(Recorded data Opens)

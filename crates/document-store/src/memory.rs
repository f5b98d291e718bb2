//! In-process document store.
//!
//! Collections iterate in ascending document-id order, which is the tie-break
//! order for ordered queries. The store can be switched "offline" to exercise
//! transient-failure paths.

use crate::live::LiveHub;
use crate::path::{CollectionPath, DocumentPath};
use crate::traits::{DocumentStore, SnapshotStream};
use crate::types::{Document, OrderBy, QuerySnapshot};
use crate::{DocumentError, DocumentResult};
use async_trait::async_trait;
use serde_json::{Map, Value};
use std::collections::{BTreeMap, HashMap};
use std::sync::atomic::{AtomicBool, AtomicU64, Ordering};
use std::sync::RwLock;
use tracing::debug;

type Collection = BTreeMap<String, Map<String, Value>>;

/// Document store held entirely in memory.
#[derive(Debug, Default)]
pub struct InMemoryDocumentStore {
    collections: RwLock<HashMap<CollectionPath, Collection>>,
    hub: LiveHub,
    unavailable: AtomicBool,
    writes: AtomicU64,
}

impl InMemoryDocumentStore {
    pub fn new() -> Self {
        Self::default()
    }

    /// Make every operation fail with [`DocumentError::Unavailable`].
    pub fn set_unavailable(&self, unavailable: bool) {
        self.unavailable.store(unavailable, Ordering::SeqCst);
    }

    /// Number of successful `set`/`update`/`delete` calls that changed data.
    pub fn write_count(&self) -> u64 {
        self.writes.load(Ordering::SeqCst)
    }

    /// Number of live subscribers on a collection.
    pub fn subscriber_count(&self, collection: &CollectionPath) -> usize {
        self.hub.subscriber_count(collection)
    }

    /// Number of documents in a collection.
    pub fn document_count(&self, collection: &CollectionPath) -> usize {
        self.read()
            .get(collection)
            .map(BTreeMap::len)
            .unwrap_or(0)
    }

    fn check_available(&self) -> DocumentResult<()> {
        if self.unavailable.load(Ordering::SeqCst) {
            return Err(DocumentError::Unavailable(
                "in-memory store is offline".to_string(),
            ));
        }
        Ok(())
    }

    fn read(&self) -> std::sync::RwLockReadGuard<'_, HashMap<CollectionPath, Collection>> {
        self.collections.read().unwrap_or_else(|e| e.into_inner())
    }

    fn write(&self) -> std::sync::RwLockWriteGuard<'_, HashMap<CollectionPath, Collection>> {
        self.collections.write().unwrap_or_else(|e| e.into_inner())
    }

    fn docs_of(collection: Option<&Collection>) -> Vec<Document> {
        collection
            .map(|docs| {
                docs.iter()
                    .map(|(id, data)| Document::new(id.clone(), Value::Object(data.clone())))
                    .collect()
            })
            .unwrap_or_default()
    }

    fn committed(&self, collections: &HashMap<CollectionPath, Collection>, parent: &CollectionPath) {
        self.writes.fetch_add(1, Ordering::SeqCst);
        self.hub.notify(parent, &Self::docs_of(collections.get(parent)));
    }
}

#[async_trait]
impl DocumentStore for InMemoryDocumentStore {
    async fn get(&self, path: &DocumentPath) -> DocumentResult<Option<Document>> {
        self.check_available()?;
        let collections = self.read();
        Ok(collections
            .get(&path.parent())
            .and_then(|docs| docs.get(path.id()))
            .map(|data| Document::new(path.id(), Value::Object(data.clone()))))
    }

    async fn set(&self, path: &DocumentPath, data: Value) -> DocumentResult<()> {
        self.check_available()?;
        let Value::Object(fields) = data else {
            return Err(DocumentError::InvalidData(format!(
                "`{path}` body must be a JSON object"
            )));
        };

        let parent = path.parent();
        let mut collections = self.write();
        collections
            .entry(parent.clone())
            .or_default()
            .insert(path.id().to_string(), fields);
        self.committed(&collections, &parent);

        debug!(path = %path, "Document set");
        Ok(())
    }

    async fn update(&self, path: &DocumentPath, fields: Map<String, Value>) -> DocumentResult<()> {
        self.check_available()?;
        let parent = path.parent();
        let mut collections = self.write();
        let existing = collections
            .get_mut(&parent)
            .and_then(|docs| docs.get_mut(path.id()))
            .ok_or_else(|| DocumentError::NotFound(path.to_string()))?;

        for (key, value) in fields {
            existing.insert(key, value);
        }
        self.committed(&collections, &parent);

        debug!(path = %path, "Document updated");
        Ok(())
    }

    async fn delete(&self, path: &DocumentPath) -> DocumentResult<()> {
        self.check_available()?;
        let parent = path.parent();
        let mut collections = self.write();
        let removed = collections
            .get_mut(&parent)
            .and_then(|docs| docs.remove(path.id()))
            .is_some();

        if removed {
            self.committed(&collections, &parent);
            debug!(path = %path, "Document deleted");
        }
        Ok(())
    }

    async fn query(
        &self,
        collection: &CollectionPath,
        order: Option<&OrderBy>,
    ) -> DocumentResult<QuerySnapshot> {
        self.check_available()?;
        let mut docs = Self::docs_of(self.read().get(collection));
        if let Some(order) = order {
            order.sort(&mut docs);
        }
        Ok(QuerySnapshot::new(docs))
    }

    async fn subscribe(
        &self,
        collection: &CollectionPath,
        order: Option<OrderBy>,
    ) -> DocumentResult<SnapshotStream> {
        self.check_available()?;
        let collections = self.read();
        let current = Self::docs_of(collections.get(collection));
        let stream = self.hub.subscribe(collection, order, &current);
        drop(collections);

        debug!(collection = %collection, "Subscribed to collection");
        Ok(stream)
    }
}
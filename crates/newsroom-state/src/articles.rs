//! Article cache: headline list and the selected headline.

use crate::comments::{comments_collection, comments_from_snapshot, order_by_likes};
use crate::model::Headline;
use crate::news_source::headlines_url;
use crate::read_model::LoadingGuard;
use crate::subscriptions::SubscriptionKind;
use crate::{NewsroomStore, StateResult};
use document_store::{CollectionPath, DocumentPath};
use tracing::{debug, info, warn};
use url::Url;

pub(crate) fn headline_path(slug: &str) -> StateResult<DocumentPath> {
    Ok(CollectionPath::new("headlines")?.doc(slug)?)
}

impl NewsroomStore {
    /// News-source URL for a country and category.
    pub fn headlines_url(&self, country: &str, category: &str) -> StateResult<Url> {
        headlines_url(&self.inner.settings.news_api_url, country, category)
    }

    /// Fetch the headline list and replace the cached one.
    ///
    /// On failure the cached list is left as it was.
    pub async fn load_headlines(&self, source_url: &str) -> StateResult<Vec<Headline>> {
        let inner = &self.inner;
        let _loading = LoadingGuard::new(&inner.state);

        let articles = inner.news.fetch_articles(source_url).await.map_err(|e| {
            warn!(url = source_url, error = %e, "Failed to load headlines");
            e
        })?;

        let default_image = &inner.settings.default_image_url;
        let headlines: Vec<Headline> = articles
            .into_iter()
            .map(|article| Headline::from_article(article, default_image))
            .collect();

        inner.state.send_modify(|s| s.headlines = headlines.clone());
        info!(count = headlines.len(), "Headlines loaded");
        Ok(headlines)
    }

    /// Publish a cached headline as the current one without a remote call.
    pub fn select_headline(&self, slug: &str) -> Option<Headline> {
        let inner = &self.inner;
        let headline = inner
            .state
            .borrow()
            .headlines
            .iter()
            .find(|h| h.slug == slug)
            .cloned()?;

        inner.subscriptions.cancel_unless(SubscriptionKind::Comments, slug);
        inner.state.send_modify(|s| s.headline = Some(headline.clone()));
        Some(headline)
    }

    /// Load a stored headline with its comments, ranked by likes.
    ///
    /// A missing headline returns `Ok(None)` and leaves the selection alone.
    pub async fn load_headline(&self, slug: &str) -> StateResult<Option<Headline>> {
        let inner = &self.inner;
        let path = headline_path(slug)?;

        let Some(doc) = inner.documents.get(&path).await.map_err(|e| {
            warn!(slug, error = %e, "Failed to read headline");
            e
        })?
        else {
            debug!(slug, "Headline not stored");
            return Ok(None);
        };
        let mut headline: Headline = doc.decode()?;

        let snapshot = inner
            .documents
            .query(&comments_collection(slug)?, Some(&order_by_likes()))
            .await
            .map_err(|e| {
                warn!(slug, error = %e, "Failed to read comments");
                e
            })?;
        headline.comments = if snapshot.is_empty() {
            None
        } else {
            Some(comments_from_snapshot(slug, &snapshot))
        };

        inner.subscriptions.cancel_unless(SubscriptionKind::Comments, slug);
        inner.state.send_modify(|s| s.headline = Some(headline.clone()));
        debug!(slug, comments = snapshot.len(), "Headline loaded");
        Ok(Some(headline))
    }

    /// Persist a headline unless one with the same slug already exists.
    ///
    /// Returns whether the document was created. The existence check and the
    /// write are separate calls, so two concurrent saves may both write.
    pub async fn save_headline(&self, headline: &Headline) -> StateResult<bool> {
        let documents = &self.inner.documents;
        let path = headline_path(&headline.slug)?;

        if documents.get(&path).await?.is_some() {
            debug!(slug = %headline.slug, "Headline already stored");
            return Ok(false);
        }

        let body = serde_json::to_value(headline.without_comments())?;
        documents.set(&path, body).await.map_err(|e| {
            warn!(slug = %headline.slug, error = %e, "Failed to save headline");
            e
        })?;
        info!(slug = %headline.slug, "Headline saved");
        Ok(true)
    }

    /// Clear the current headline and stop watching its comments.
    pub fn close_headline(&self) {
        let inner = &self.inner;
        inner.subscriptions.cancel(SubscriptionKind::Comments);
        inner.state.send_modify(|s| s.headline = None);
    }
}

(Recorded data Closes)

Scan the records above for the string "Number", then report every line that contains it.

    /// Number of successful `set`/`update`/`delete` calls that changed data.
    /// Number of live subscribers on a collection.
    /// Number of documents in a collection.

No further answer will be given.